*** SUPPLIED DATA ***

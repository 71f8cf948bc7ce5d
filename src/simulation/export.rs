//! CSV and JSON export of simulation results.

use std::io::Write;

use serde::Serialize;

use crate::combat::CombatEvent;
use crate::error::Result;
use crate::simulation::matrix::WeaponMatrix;
use crate::simulation::monte_carlo::SimulationRun;
use crate::simulation::stats::StatsSummary;

/// One CSV row per matrix cell, with the rule that produced it.
#[derive(Debug, Serialize)]
struct MatrixRow<'a> {
    rule: &'a str,
    die_size: u32,
    quantity: u32,
    defense: u32,
    crushing: bool,
    mean_damage: Option<f64>,
    expected_damage: f64,
    iterations: usize,
}

pub fn write_matrix_csv<W: Write>(matrix: &WeaponMatrix, writer: W) -> Result<()> {
    let mut csv = csv::Writer::from_writer(writer);
    for cell in &matrix.cells {
        csv.serialize(MatrixRow {
            rule: matrix.rule.as_str(),
            die_size: cell.die_size,
            quantity: cell.quantity,
            defense: cell.defense,
            crushing: cell.crushing,
            mean_damage: cell.mean_damage,
            expected_damage: cell.expected_damage,
            iterations: matrix.iterations,
        })?;
    }
    csv.flush()?;
    Ok(())
}

#[derive(Debug, Serialize)]
struct RunReport<'a> {
    seed: u64,
    iterations: usize,
    parallel: bool,
    summary: Option<StatsSummary>,
    round_counts: &'a [u32],
}

/// JSON document with the run parameters and its summary (null when no data).
pub fn run_to_json(run: &SimulationRun) -> Result<String> {
    let report = RunReport {
        seed: run.seed,
        iterations: run.iterations,
        parallel: run.parallel,
        summary: run.stats.summary(),
        round_counts: run.stats.round_counts(),
    };
    Ok(serde_json::to_string_pretty(&report)?)
}

pub fn matrix_to_json(matrix: &WeaponMatrix) -> Result<String> {
    Ok(serde_json::to_string_pretty(matrix)?)
}

pub fn serialize_events_json(events: &[CombatEvent]) -> Result<String> {
    Ok(serde_json::to_string_pretty(events)?)
}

*** End of SUPPLIED DATA ***

YOUR GOAL:
Write down only how many lines of the entries above include the word "writer".

ANSWER SECTION:
2